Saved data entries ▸

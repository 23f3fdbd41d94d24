// Copyright (c) 2025 Geoffrey Huntley <ghuntley@ghuntley.com>. All rights reserved.
// SPDX-License-Identifier: Proprietary

//! Canonical flattening of property stores into JSON-compatible structures.

use std::fmt;

use serde_json::{Map, Value};

use crate::store::PropertyStore;
use crate::value::PropertyValue;

/// An object capable of flattening itself into a plain mapping for
/// transmission.
///
/// Implementors expose their property store; flattening and JSON emission
/// are provided. Flattening recurses through nested entities and lists
/// with no cycle detection: entity graphs are acyclic by schema design,
/// and a cycle would recurse until the stack overflows.
pub trait Serializable: fmt::Debug {
	/// The property store backing this entity's serializable fields.
	fn store(&self) -> &PropertyStore;

	/// The entity's identifier, if it carries one.
	///
	/// Reads the `"@id"` property; an absent or non-string value yields
	/// `None` rather than an error.
	fn id(&self) -> Option<String> {
		match self.store().get("@id") {
			Some(PropertyValue::Str(id)) => Some(id.clone()),
			_ => None,
		}
	}

	/// Flattens this entity into a plain mapping.
	///
	/// Nested entities are replaced by their own flattened form, lists
	/// are unpacked element-wise (recursively), and nulls are preserved.
	/// The returned map is freshly built on every call and never aliases
	/// the store's internal state, so callers may mutate it freely.
	fn to_map(&self) -> Map<String, Value> {
		flatten_store(self.store())
	}

	/// Serializes this entity to canonical JSON text.
	///
	/// Keys are emitted in lexicographic order at every nesting level,
	/// which keeps output stable for snapshot testing and for downstream
	/// diffing or hashing of payloads.
	fn to_json(&self) -> serde_json::Result<String> {
		serde_json::to_string(&Value::Object(self.to_map()))
	}
}

/// Flattens a property store into a plain mapping.
///
/// Object references recorded alongside the properties are not traversed;
/// only the property map contributes to the output.
pub fn flatten_store(store: &PropertyStore) -> Map<String, Value> {
	store
		.iter()
		.map(|(key, value)| (key.to_string(), flatten_value(value)))
		.collect()
}

fn flatten_value(value: &PropertyValue) -> Value {
	match value {
		PropertyValue::Null => Value::Null,
		PropertyValue::Bool(b) => Value::Bool(*b),
		PropertyValue::Int(i) => Value::Number((*i).into()),
		// Non-finite floats have no JSON representation.
		PropertyValue::Float(f) => serde_json::Number::from_f64(*f)
			.map(Value::Number)
			.unwrap_or(Value::Null),
		PropertyValue::Str(s) => Value::String(s.clone()),
		PropertyValue::List(items) => Value::Array(items.iter().map(flatten_value).collect()),
		PropertyValue::Entity(entity) => Value::Object(entity.to_map()),
	}
}

#[cfg(test)]
mod tests {
	use super::*;
	use proptest::prelude::*;
	use std::sync::Arc;

	#[derive(Debug)]
	struct TestEntity {
		store: PropertyStore,
	}

	impl TestEntity {
		fn new() -> Self {
			Self {
				store: PropertyStore::new(),
			}
		}

		fn with_id(id: &str) -> Self {
			let mut entity = Self::new();
			entity.store.set_str("@id", Some(id));
			entity
		}

		fn store_mut(&mut self) -> &mut PropertyStore {
			&mut self.store
		}
	}

	impl Serializable for TestEntity {
		fn store(&self) -> &PropertyStore {
			&self.store
		}
	}

	#[test]
	fn empty_store_flattens_to_empty_map() {
		let entity = TestEntity::new();
		assert!(entity.to_map().is_empty());
		assert_eq!(entity.to_json().unwrap(), "{}");
	}

	#[test]
	fn id_reads_the_at_id_property() {
		assert_eq!(TestEntity::with_id("urn:1").id().as_deref(), Some("urn:1"));
		assert_eq!(TestEntity::new().id(), None);
	}

	#[test]
	fn scalars_and_nulls_pass_through() {
		let mut entity = TestEntity::new();
		entity.store_mut().set_str("name", Some("bob"));
		entity.store_mut().set_int("count", Some(3i64)).unwrap();
		entity.store_mut().set_bool("active", Some(true));
		entity.store_mut().set_str("missing", None::<&str>);

		let map = entity.to_map();
		assert_eq!(map["name"], serde_json::json!("bob"));
		assert_eq!(map["count"], serde_json::json!(3));
		assert_eq!(map["active"], serde_json::json!(true));
		// Explicit null is preserved, not dropped.
		assert_eq!(map["missing"], Value::Null);
		assert_eq!(map.len(), 4);
	}

	#[test]
	fn list_scenario_flattens_in_order() {
		let mut entity = TestEntity::new();
		entity.store_mut().set_str("id", Some("urn:1"));
		entity.store_mut().set_list("members", None);
		entity.store_mut().append("members", "urn:2").unwrap();
		entity.store_mut().append("members", "urn:3").unwrap();

		let map = entity.to_map();
		assert_eq!(
			Value::Object(map),
			serde_json::json!({"id": "urn:1", "members": ["urn:2", "urn:3"]})
		);
	}

	#[test]
	fn nested_entity_is_recursively_flattened() {
		let mut child = TestEntity::with_id("urn:child");
		child.store_mut().set_str("name", Some("leaf"));

		let mut parent = TestEntity::with_id("urn:parent");
		parent.store_mut().set_object("child", PropertyValue::entity(child));

		let map = parent.to_map();
		assert_eq!(
			map["child"],
			serde_json::json!({"@id": "urn:child", "name": "leaf"})
		);
	}

	#[test]
	fn entity_inside_list_flattens_and_null_survives() {
		let child = TestEntity::with_id("urn:child");
		let mut parent = TestEntity::new();
		parent.store_mut().set_list(
			"items",
			Some(vec![PropertyValue::Null, PropertyValue::entity(child)]),
		);

		let map = parent.to_map();
		assert_eq!(
			map["items"],
			serde_json::json!([null, {"@id": "urn:child"}])
		);
	}

	#[test]
	fn nested_lists_unpack_recursively() {
		let mut entity = TestEntity::new();
		entity.store_mut().set_list(
			"matrix",
			Some(vec![
				PropertyValue::List(vec![PropertyValue::Int(1), PropertyValue::Int(2)]),
				PropertyValue::List(vec![PropertyValue::entity(TestEntity::with_id("urn:x"))]),
			]),
		);

		let map = entity.to_map();
		assert_eq!(
			map["matrix"],
			serde_json::json!([[1, 2], [{"@id": "urn:x"}]])
		);
	}

	#[test]
	fn object_references_are_not_serialized() {
		let actor: Arc<dyn Serializable> = Arc::new(TestEntity::with_id("urn:42"));
		let mut event = TestEntity::new();
		event.store_mut().set_reference("actor", Some(actor));

		let map = event.to_map();
		// Only the identifier string appears, not the flattened actor.
		assert_eq!(map["actor"], serde_json::json!("urn:42"));
		assert_eq!(map.len(), 1);
	}

	#[test]
	fn flattening_is_idempotent() {
		let mut entity = TestEntity::with_id("urn:1");
		entity.store_mut().set_list(
			"items",
			Some(vec![PropertyValue::entity(TestEntity::with_id("urn:2"))]),
		);

		assert_eq!(entity.to_map(), entity.to_map());
		assert_eq!(entity.to_json().unwrap(), entity.to_json().unwrap());
	}

	#[test]
	fn returned_map_does_not_alias_store_state() {
		let mut entity = TestEntity::with_id("urn:1");
		entity.store_mut().set_str("name", Some("bob"));

		let mut first = entity.to_map();
		first.insert("name".to_string(), serde_json::json!("mallory"));
		first.insert("injected".to_string(), serde_json::json!(true));

		let second = entity.to_map();
		assert_eq!(second["name"], serde_json::json!("bob"));
		assert!(!second.contains_key("injected"));
	}

	#[test]
	fn json_keys_are_sorted_at_every_level() {
		let mut inner = TestEntity::new();
		inner.store_mut().set_int("b", Some(2i64)).unwrap();
		inner.store_mut().set_str("a", Some("x"));

		let mut entity = TestEntity::new();
		entity.store_mut().set_str("zebra", Some("z"));
		entity.store_mut().set_int("alpha", Some(1i64)).unwrap();
		entity.store_mut().set_object("nested", PropertyValue::entity(inner));

		assert_eq!(
			entity.to_json().unwrap(),
			r#"{"alpha":1,"nested":{"a":"x","b":2},"zebra":"z"}"#
		);
	}

	#[test]
	fn json_round_trips_to_the_plain_structure() {
		let mut entity = TestEntity::with_id("urn:1");
		entity.store_mut().set_float("score", Some(0.5)).unwrap();
		entity.store_mut().set_list(
			"items",
			Some(vec![
				PropertyValue::Null,
				PropertyValue::entity(TestEntity::with_id("urn:2")),
			]),
		);

		let parsed: Value = serde_json::from_str(&entity.to_json().unwrap()).unwrap();
		assert_eq!(parsed, Value::Object(entity.to_map()));
	}

	#[test]
	fn non_finite_floats_flatten_to_null() {
		let mut entity = TestEntity::new();
		entity.store_mut().set_object("nan", PropertyValue::Float(f64::NAN));
		assert_eq!(entity.to_map()["nan"], Value::Null);
		assert_eq!(entity.to_json().unwrap(), r#"{"nan":null}"#);
	}

	proptest! {
		#[test]
		fn json_text_is_independent_of_insertion_order(
			keys in prop::collection::hash_set("[a-z]{1,8}", 1..10),
		) {
			let keys: Vec<String> = keys.into_iter().collect();

			let mut forward = TestEntity::new();
			for (i, key) in keys.iter().enumerate() {
				forward.store_mut().set_int(key.clone(), Some(i as i64)).unwrap();
			}

			let mut backward = TestEntity::new();
			for (i, key) in keys.iter().enumerate().rev() {
				backward.store_mut().set_int(key.clone(), Some(i as i64)).unwrap();
			}

			prop_assert_eq!(forward.to_json().unwrap(), backward.to_json().unwrap());
		}

		#[test]
		fn flattened_keys_match_store_keys(
			keys in prop::collection::hash_set("[a-z]{1,8}", 0..10),
		) {
			let mut entity = TestEntity::new();
			for key in &keys {
				entity.store_mut().set_str(key.clone(), Some("v"));
			}

			let map = entity.to_map();
			prop_assert_eq!(map.len(), keys.len());
			for key in &keys {
				prop_assert!(map.contains_key(key));
			}
		}
	}
}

ACTIVITY ▸ Which lines in the data above contain "output"? Show each one.

ANSWER SPACE ▸
	/// which keeps output stable for snapshot testing and for downstream
/// only the property map contributes to the output.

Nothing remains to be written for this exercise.